Menos mal que nos queda Portugal. Parece mentira que, estando tan cerca, sea tan diferente. Y tan agradable, aunque algunas personas (sobre todo las que no han estado allí) tengan una idea de país deprimido o algo así. A los que nos gustan los pueblos limpios, los precios razonables, la cortesía natural y las gentes que no hablan a voces -como tan a menudo sucede en España, donde se habla gritando- nos encanta Portugal.
Ya había estado más veces, pero ahora he notado un cambio enorme en las infraestructuras, sobre todo en las carreteras y autovías, muy mejoradas gracias a los dineros de la Unión Europea y también al espíritu laborioso de los portugueses, que se nota mucho en la actividad de la pequeña industria, en la profusión de nuevos negocios, en la construcción (se ve todo nuevo y muy cuidado) y en el movimiento de vehículos de todas clases por todos los lugares por los que estuve.
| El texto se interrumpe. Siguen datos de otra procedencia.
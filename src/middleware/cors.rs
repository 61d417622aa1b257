// CORS configuration via tower-http's CORS layer

use axum::http::HeaderValue;
use axum::Router;
use tower_http::cors::{Any, CorsLayer};
use tracing::warn;

/// Allow the configured origins; `*` or an empty list allows any origin
pub fn apply_cors(router: Router, allowed_origins: &[String]) -> Router {
    router.layer(cors_layer(allowed_origins))
}

fn cors_layer(allowed_origins: &[String]) -> CorsLayer {
    let base = CorsLayer::new().allow_methods(Any).allow_headers(Any);

    if allowed_origins.is_empty() || allowed_origins.iter().any(|o| o == "*") {
        return base.allow_origin(Any);
    }

    let origins: Vec<HeaderValue> = allowed_origins
        .iter()
        .filter_map(|origin| match origin.parse::<HeaderValue>() {
            Ok(value) => Some(value),
            Err(_) => {
                warn!(origin = %origin, "Ignoring invalid CORS origin");
                None
            }
        })
        .collect();
    base.allow_origin(origins)
}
Lejos queda ya aquella imagen, no tan lejana, de un Portugal de carreteras adoquinadas, señales de cemento y pueblos dormidos. Ahora todo se ve nuevo, «europeo» y metido de lleno en la sociedad de consumo, con todo lo bueno y lo malo que ello conlleva. Ahora es más difícil ver aquel Portugal pintoresco, tradicional y antiguo que se te presentaba constantemente en cualquier rincón y en cualquier pueblo, pues la generación actual en nada se distingue a la de cualquier otro lugar de este Occidente globalizado y soso. En Nazaré, por ejemplo, las únicas mujeres que llevan la «minifalda» de colores característica de ese bello pueblo marinero son las viejas, que siguen luciendo pierna orgullosamente, pero las jóvenes no quieren saber nada del atuendo tradicional y van como las de Cangas de Onís, por poner un ejemplo. Ah, y no esperen ver las típicas barcas de pesca sobre la arena de la playa, pues les han hecho un puerto nuevo.
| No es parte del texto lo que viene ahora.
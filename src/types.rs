// Type definitions and enums

#[derive(Debug, Clone, PartialEq, serde::Serialize, serde::Deserialize)]
pub enum LLMProvider {
    OpenAI,
    Groq,
    OpenRouter,
    Google,
}

impl LLMProvider {
    pub fn from_id(id: &str) -> Option<Self> {
        match id {
            "openai" => Some(LLMProvider::OpenAI),
            "groq" => Some(LLMProvider::Groq),
            "openrouter" => Some(LLMProvider::OpenRouter),
            "google" | "gemini" => Some(LLMProvider::Google),
            _ => None,
        }
    }
}

impl std::fmt::Display for LLMProvider {
    fn fmt(&self, f: &mut std::fmt::Formatter<'_>) -> std::fmt::Result {
        match self {
            LLMProvider::OpenAI => write!(f, "openai"),
            LLMProvider::Groq => write!(f, "groq"),
            LLMProvider::OpenRouter => write!(f, "openrouter"),
            LLMProvider::Google => write!(f, "google"),
        }
    }
}

/// Output constraint attached to a completion request.
#[derive(Debug, Clone, serde::Serialize, serde::Deserialize)]
#[serde(tag = "type", rename_all = "snake_case")]
pub enum ResponseFormat {
    Text,
    JsonSchema {
        name: String,
        schema: serde_json::Value,
    },
}

#[derive(Debug, Clone, serde::Serialize, serde::Deserialize)]
pub struct LLMRequest {
    pub model: String,
    pub messages: Vec<LLMMessage>,
    pub max_tokens: Option<u32>,
    pub temperature: Option<f32>,
    pub system_instruction: Option<String>,
    #[serde(default)]
    pub response_format: Option<ResponseFormat>,
}

impl LLMRequest {
    /// Single-turn request with a system instruction
    pub fn new(model: impl Into<String>, system: impl Into<String>, prompt: impl Into<String>) -> Self {
        Self {
            model: model.into(),
            messages: vec![LLMMessage::user(prompt)],
            max_tokens: None,
            temperature: None,
            system_instruction: Some(system.into()),
            response_format: None,
        }
    }

    pub fn with_max_tokens(mut self, max_tokens: u32) -> Self {
        self.max_tokens = Some(max_tokens);
        self
    }

    pub fn with_temperature(mut self, temperature: f32) -> Self {
        self.temperature = Some(temperature);
        self
    }

    pub fn with_response_format(mut self, format: ResponseFormat) -> Self {
        self.response_format = Some(format);
        self
    }
}

#[derive(Debug, Clone, PartialEq, serde::Serialize, serde::Deserialize)]
pub struct LLMMessage {
    pub role: String, // "user", "assistant", "system"
    pub content: String,
}

impl LLMMessage {
    pub fn new(role: impl Into<String>, content: impl Into<String>) -> Self {
        Self {
            role: role.into(),
            content: content.into(),
        }
    }

    pub fn user(content: impl Into<String>) -> Self {
        Self::new("user", content)
    }

    pub fn assistant(content: impl Into<String>) -> Self {
        Self::new("assistant", content)
    }
}

#[derive(Debug, Clone, serde::Serialize, serde::Deserialize)]
pub struct LLMResponse {
    pub content: String,
    pub finish_reason: String,
    pub usage: TokenUsage,
}

#[derive(Debug, Clone, Default, serde::Serialize, serde::Deserialize)]
pub struct TokenUsage {
    pub prompt_tokens: u32,
    pub completion_tokens: u32,
    pub total_tokens: u32,
}

#[derive(Debug, thiserror::Error)]
pub enum AppError {
    /// Search Provider or Language Model Service unreachable, non-2xx, or malformed transport response
    #[error("Upstream error: {0}")]
    Upstream(String),

    /// Model output did not match the expected structure after all allowed attempts
    #[error("Schema error: {0}")]
    Schema(String),

    #[error("Timeout: {0}")]
    Timeout(String),

    #[error("Invalid request: {0}")]
    InvalidRequest(String),

    #[error("Configuration error: {0}")]
    Config(String),

    #[error("Internal error: {0}")]
    Internal(String),
}

impl AppError {
    /// Stable label used in API error bodies and logs
    pub fn kind(&self) -> &'static str {
        match self {
            AppError::Upstream(_) => "upstream",
            AppError::Schema(_) => "schema",
            AppError::Timeout(_) => "timeout",
            AppError::InvalidRequest(_) => "invalid_request",
            AppError::Config(_) => "config",
            AppError::Internal(_) => "internal",
        }
    }
}

pub type AppResult<T> = std::result::Result<T, AppError>;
Me impresionó, nada más entrar en el país, la diferencia entre ambas márgenes del río Duero, de geografía montañosa. La parte española, con la excepción de Fermoselle, se muestra yerma y apenas sin explotar. La parte portuguesa, sin embargo, se ve cultivada hasta el último centímetro posible en lo alto de las peñas, por donde trepan los viñedos y los olivos. Así pueden presumir los portugueses de tener unos vinos fabulosos, y no sólo de Oporto, y unos aceites de primerísima calidad. Una de las cosas que más hemos disfrutado en las vacaciones, por cierto, han sido el aceite y el vino (ambos «de la casa») en muchos de los establecimientos en los que hemos comido, unos productos siempre de gran calidad, precio
moderado y sin darse importancia. Todo un ejemplo -y metáfora- de las cualidades del pueblo portugués, del que tenemos tanto que aprender.
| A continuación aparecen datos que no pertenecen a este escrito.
use std::time::{Duration, Instant};

use axum::{
    extract::{rejection::JsonRejection, State},
    routing::post,
    Json, Router,
};
use tracing::info;
use uuid::Uuid;
use validator::Validate;

use crate::agents::RequestOptions;
use crate::models::{AnswerRequest, AnswerResponse, AppState};
use crate::types::AppError;

pub fn router(state: AppState) -> Router {
    Router::new()
        .route("/api/answer", post(post_answer))
        .with_state(state)
}

pub async fn post_answer(
    State(state): State<AppState>,
    payload: Result<Json<AnswerRequest>, JsonRejection>,
) -> Result<Json<AnswerResponse>, AppError> {
    let Json(request) = payload.map_err(|rejection| AppError::InvalidRequest(rejection.body_text()))?;
    request
        .validate()
        .map_err(|e| AppError::InvalidRequest(e.to_string()))?;

    let request_id = Uuid::new_v4();
    info!(%request_id, query_len = request.query.len(), "Received answer request");
    let started = Instant::now();

    let options = request
        .timeout_secs
        .map(|secs| RequestOptions::with_deadline(Duration::from_secs(secs)))
        .unwrap_or_default()
        .with_request_id(request_id);
    let content = state.pipeline.answer_with(&request.query, options).await?;

    let response = AnswerResponse {
        request_id,
        content,
        response_time_ms: started.elapsed().as_millis() as u64,
    };
    info!(%request_id, response_time_ms = response.response_time_ms, "Answer sent");

    Ok(Json(response))
}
Ojeé al llegar los periódicos atrasados y vi lo que receta Peridis (al que estimo por sus tiras dibujadas y sus programas en TVE sobre el Románico español) para Llanes y comarca. Me quedé de piedra al leer que propone campos de golf -y un aeródromo- para dar un uso a los montes y «dinamizar» el territorio. ¿Tan abandonados habrá visto nuestros montes que no se le ha ocurrido otra cosa? No digo que plantemos viñas y olivos, pues todo requiere su clima, pero un monocultivo de golf no me seduce. ¿Qué tal unos castaños, por ejemplo? Ya se les había ocurrido a los romanos, creo.